My name is Gretchen, and I started working with the Houston Dairymaids about a month ago. I have been helping out at the Farmer’s Markets on Tuesdays and Saturdays, learning from Kendra and Lindsay about the subtle and intriguing nuances of Texas cheeses. Until that Friday morning I had been peddling Blanca Bianca and Baby Caprino to Houstonians and really enjoying learning cheese monger tricks like ‘glass wrapping’ (a sophisticated method of sealing blocks of cheese in cellophane). It has been a thrill exposing market-goers to Texas cheeses.

That morning Kendra, Lindsey, and I drove east out of the city to Sealy to meet with Susan Holle, one of the newest among the growing number of Texas cheese makers. Susan left a career in healthcare with a dream of creating her own variety of vegetarian-friendly cheeses. To say the least, this is an ambitious task to undertake, but Susan had a dream and lots of guts. Cheesy Girl Cheese Co. is the product of her determination, and is bound to be a familiar name to foodies in the near future.
(Photo: Susan Holle in front of her cheese room)

We arrived at Susan’s shop in a Sealy shopping center, located between a Christian bookstore and an empty storefront. At first I wondered if Kendra had the right address. However, as I stepped inside I was awed by what Susan had created in her shop.

At first glance, I imagined I was in King’s Candy Shop in downtown Huntsville: to the left, a refrigerated candy display case, to the right, a salvaged beer cooler ingeniously transformed into a cheese cellar for Susan’s cheesy “girls”--Satin Doll, Sophisticated Lady, and Bella Ragazza. The bright green paint of the entryway showed in stark contrast to the pristine white of the cheese making room, which was visible behind an expansive plate-glass window.

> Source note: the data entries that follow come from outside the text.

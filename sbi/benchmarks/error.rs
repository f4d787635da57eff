use sbi_simulators::SimulationError;
use thiserror::Error;

/// Errors raised by benchmark tasks.
#[derive(Debug, Error)]
pub enum BenchmarkError {
    /// The configurator does not implement the requested mode.
    #[error("configurator mode `{mode}` is not supported, only `posterior` is available")]
    UnsupportedMode {
        /// Requested mode.
        mode: String,
    },

    /// A field the configurator needs is absent from the simulation output.
    #[error("simulation output is missing field `{field}`")]
    MissingField {
        /// Field name.
        field: String,
    },

    /// A parameter vector has the wrong length.
    #[error("expected {expected} parameters, got {actual}")]
    InvalidParameters {
        /// Required length.
        expected: usize,
        /// Length received.
        actual: usize,
    },

    /// No benchmark is registered under this name.
    #[error("unknown benchmark task `{name}`")]
    UnknownTask {
        /// Requested name.
        name: String,
    },

    /// The requested batch shape holds no draws.
    #[error("batch shape {batch_shape} describes no draws")]
    EmptyBatch {
        /// Requested batch shape.
        batch_shape: String,
    },

    /// Sampling the task pipeline failed.
    #[error(transparent)]
    Simulation(#[from] SimulationError),
}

Susan, at once, proceeded to explain the unique processes of vegetarian cheese making, which involves substituting vegetable enzymes in lieu of animal-derived rennet. A tour of the cheese room was impressive, especially so because, at this time, Cheesy Girl is a one-woman operation. A stainless-steel tub, large enough to hold 400 gallons of milk, dominates the room. It’s so large, in fact, and so uniquely shaped that Susan had to design specialized “paddles” to cut the curds. “Making batches so large is hard work for just one person,” explained Susan.

Some of Susan’s “girls” were, unfortunately, not quite ready for consumption. We did, however, get to sample a variety of her chevre spreads. My favorite was the plain chevre, smooth and creamy, without a “goaty” aftertaste, the perfect balance of tart and savory. Cheesy Girl also offers an Italian herb, a fiery jalapeƱo, and a delicate fresh herb chevre, sure to be popular in Texas. While many of Susan’s cheeses weren’t quite ready, Lindsey’s persuasive-/Jedi-mind tricks succeeded in coercing Susan into opening a Satin Doll (a camembert-style cheese) a month early. Smooth, creamy, and delicate, this cheese showed great potential.

Water temperature, air-filtration systems, and, of course, humidity are all factors that can influence a cheese’s final state. Susan is learning all of this as she goes, through honest and earnest trial and error. Her cheeses truly reflect her vege-centric and holistic approach toward cheese making.

My first introduction to a Texas cheese maker has left me with the desire to meet even more. I was so impressed with the entire experience and so inspired by the new insight I’ve gained form this one morning that I look forward to doing it yet again, and again…even at 6:30 in the morning… or maybe even 5:30.